The medievals admired detail, digression, and effulgence quite as much as they admired order. They liked details or images to have more than one possible meaning; they were not bothered but delighted by decorative detail which drew attention to itself; and they did not feel that details should be “consistent.” On the contrary, they painted realistic and sometimes lewd drawings in the margins of psalters and prayerbooks, covered their cathedrals with exquisite carvings often grotesque and earthy, and read romances whose intricate plots led the reader into mazes of happenstance. Their sense of order and structure involved hierarchy and multiplicity in a way that ours does not… “

Now, this is very intriguing. You have only to take the barest glimpse at medieval vernacular literature – those stories that people told each other – to find loose ends, plots resolved by happenstance or coincidence, subplots that are never resolved or details that seem to have nothing to do with anything. For a modern reader, these segues can be frustrating, and smack of the work being “incomplete”. But if this writer is correct, medieval people simply had a different idea of what made a good story.

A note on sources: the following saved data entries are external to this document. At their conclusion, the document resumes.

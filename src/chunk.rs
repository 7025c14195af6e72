//! Chunked transfer of series data larger than one message may carry.
//!
//! The sender splits the raw bytes into consecutive ranges of at most the
//! chunk ceiling ([`ChunkPlan`]). Every physical message carries the same
//! figure/series ids plus a [`ChunkInfo`]. The receiver ([`ChunkAssembler`])
//! applies the logical write only once all chunks arrived in order.
//!
//! # Example
//!
//! ```
//! use spectra_client::chunk::{ChunkPlan, CHUNK_SIZE};
//!
//! let plan = ChunkPlan::new(300_000_000, CHUNK_SIZE, 4).unwrap();
//! let indices: Vec<u32> = plan.chunks().map(|c| c.info.index).collect();
//! assert_eq!(indices, vec![0, 1, 2]);
//! ```

use std::collections::HashMap;
use std::ops::Range;

use tracing::{debug, warn};

use crate::codec::messages::{ChunkInfo, DataMessage};
use crate::error::{Result, SpectraError};

/// Largest raw byte range sent in one message (128 MiB).
pub const CHUNK_SIZE: usize = 128 * 1024 * 1024;

/// How one logical transfer splits into messages.
#[derive(Debug, Clone, Copy, PartialEq, Eq)]
pub struct ChunkPlan {
    total_bytes: usize,
    chunk_bytes: usize,
    elem_size: usize,
    chunk_count: u32,
    total_count: u32,
}

/// One planned message: its chunk tags and the byte range it carries.
#[derive(Debug, Clone, PartialEq, Eq)]
pub struct PlannedChunk {
    pub info: ChunkInfo,
    pub range: Range<usize>,
}

impl PlannedChunk {
    /// Elements carried by this chunk.
    pub fn element_count(&self, elem_size: usize) -> u32 {
        (self.range.len() / elem_size) as u32
    }
}

impl ChunkPlan {
    /// Plan `total_bytes` in ranges of at most `ceiling` bytes.
    ///
    /// The ceiling is rounded down to a whole number of elements so no
    /// element straddles two chunks.
    pub fn new(total_bytes: usize, ceiling: usize, elem_size: usize) -> Result<Self> {
        if elem_size == 0 || ceiling < elem_size {
            return Err(SpectraError::Protocol(format!(
                "Chunk ceiling {} cannot hold an element of {} bytes",
                ceiling, elem_size
            )));
        }
        let chunk_bytes = ceiling - ceiling % elem_size;
        let chunk_count = total_bytes.div_ceil(chunk_bytes);
        let too_large = || {
            SpectraError::Protocol(format!(
                "Transfer of {} bytes exceeds chunk protocol limits",
                total_bytes
            ))
        };
        Ok(Self {
            total_bytes,
            chunk_bytes,
            elem_size,
            chunk_count: u32::try_from(chunk_count).map_err(|_| too_large())?,
            total_count: u32::try_from(total_bytes / elem_size).map_err(|_| too_large())?,
        })
    }

    /// True if `total_bytes` must go out in chunks.
    #[inline]
    pub fn needs_chunking(total_bytes: usize, ceiling: usize) -> bool {
        total_bytes > ceiling
    }

    #[inline]
    pub fn chunk_count(&self) -> u32 {
        self.chunk_count
    }

    /// Elements across all chunks.
    #[inline]
    pub fn total_count(&self) -> u32 {
        self.total_count
    }

    #[inline]
    pub fn elem_size(&self) -> usize {
        self.elem_size
    }

    /// Chunks in send order.
    pub fn chunks(&self) -> impl Iterator<Item = PlannedChunk> + '_ {
        (0..self.chunk_count).map(move |index| {
            let start = index as usize * self.chunk_bytes;
            let end = (start + self.chunk_bytes).min(self.total_bytes);
            PlannedChunk {
                info: ChunkInfo {
                    index,
                    count: self.chunk_count,
                    total_count: self.total_count,
                },
                range: start..end,
            }
        })
    }
}

/// A completed logical write.
#[derive(Debug, Clone, PartialEq)]
pub struct AssembledData {
    pub figure_id: u64,
    pub series_index: u32,
    pub values: Vec<f32>,
}

#[derive(Debug)]
struct PendingTransfer {
    chunk_count: u32,
    total_count: u32,
    next_index: u32,
    values: Vec<f32>,
}

/// Receiver-side reassembly, one pending transfer per figure/series.
///
/// Chunks must arrive in order starting at 0. A duplicate, a gap, an index
/// outside `0..chunk_count`, or a `chunk_count`/`total_count` differing
/// from the first chunk is rejected with a protocol error and the pending
/// transfer is discarded. A finished transfer whose element count differs
/// from `total_count` is rejected the same way.
#[derive(Debug, Default)]
pub struct ChunkAssembler {
    pending: HashMap<(u64, u32), PendingTransfer>,
}

impl ChunkAssembler {
    pub fn new() -> Self {
        Self::default()
    }

    /// Transfers started but not finished.
    pub fn pending_count(&self) -> usize {
        self.pending.len()
    }

    /// Feed one decoded data message. Returns the logical write once complete.
    ///
    /// A message without chunk tags is a complete write by itself; it also
    /// aborts any transfer pending for the same series.
    pub fn accept(&mut self, msg: DataMessage) -> Result<Option<AssembledData>> {
        let key = (msg.figure_id, msg.series_index);
        let Some(chunk) = msg.chunk else {
            if self.pending.remove(&key).is_some() {
                return Err(reject(key, "plain write interrupted a chunked transfer"));
            }
            return Ok(Some(AssembledData {
                figure_id: msg.figure_id,
                series_index: msg.series_index,
                values: msg.values,
            }));
        };

        if chunk.count == 0 || chunk.index >= chunk.count {
            self.pending.remove(&key);
            return Err(reject(
                key,
                &format!("chunk index {} outside 0..{}", chunk.index, chunk.count),
            ));
        }

        if !self.pending.contains_key(&key) {
            if chunk.index != 0 {
                return Err(reject(
                    key,
                    &format!("chunk {} arrived before chunk 0", chunk.index),
                ));
            }
            debug!(
                figure_id = key.0,
                series_index = key.1,
                chunks = chunk.count,
                total = chunk.total_count,
                "chunked transfer started"
            );
        }
        let pending = self.pending.entry(key).or_insert_with(|| PendingTransfer {
            chunk_count: chunk.count,
            total_count: chunk.total_count,
            next_index: 0,
            values: Vec::new(),
        });

        let violation = if pending.chunk_count != chunk.count {
            Some(format!(
                "chunk_count changed from {} to {}",
                pending.chunk_count, chunk.count
            ))
        } else if pending.total_count != chunk.total_count {
            Some(format!(
                "total_count changed from {} to {}",
                pending.total_count, chunk.total_count
            ))
        } else if chunk.index < pending.next_index {
            Some(format!("duplicate chunk {}", chunk.index))
        } else if chunk.index > pending.next_index {
            Some(format!(
                "expected chunk {}, got {}",
                pending.next_index, chunk.index
            ))
        } else if pending.values.len() + msg.values.len() > pending.total_count as usize {
            Some(format!(
                "chunks carry more than total_count {} elements",
                pending.total_count
            ))
        } else {
            None
        };
        if let Some(reason) = violation {
            self.pending.remove(&key);
            return Err(reject(key, &reason));
        }

        pending.values.extend_from_slice(&msg.values);
        pending.next_index += 1;
        if pending.next_index < pending.chunk_count {
            return Ok(None);
        }

        let Some(done) = self.pending.remove(&key) else {
            return Ok(None);
        };
        if done.values.len() != done.total_count as usize {
            return Err(reject(
                key,
                &format!(
                    "received {} elements, total_count is {}",
                    done.values.len(),
                    done.total_count
                ),
            ));
        }
        Ok(Some(AssembledData {
            figure_id: key.0,
            series_index: key.1,
            values: done.values,
        }))
    }
}

fn reject(key: (u64, u32), reason: &str) -> SpectraError {
    warn!(
        figure_id = key.0,
        series_index = key.1,
        reason,
        "chunked transfer rejected"
    );
    SpectraError::Protocol(format!(
        "Chunked transfer for figure {} series {} rejected: {}",
        key.0, key.1, reason
    ))
}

That’s an incredible idea. We’re so sure of what makes a good story, that it’s hard to imagine anyone having a different view. What if there are different kinds of good stories? What if we could find some common ground between our ideas of good fiction and the medieval taste for multiplicity, digression, contrasting tones and mingled perspectives?

One way that I think we do echo this tendency is in the use of subplots, and in the use of point-of-view perspectives from secondary characters. Those elements do give a more dimensional view of the action of the story, but we’re pretty tough about those inclusions – they have to contribute directly to the development of the story, or they’re cut. I have the sense that medieval authors would leave them in place if they read well or were interesting or evocative, regardless of their contribution to the story overall.

What do you think? If you’ve read THE CANTERBURY TALES, THE DECAMERON, or any other medieval literature, what did you think of their style of storytelling? Would it drive you crazy to read a modern book with some plot threads left unresolved – or would you feel that you had a more realistic view of the story and the characters?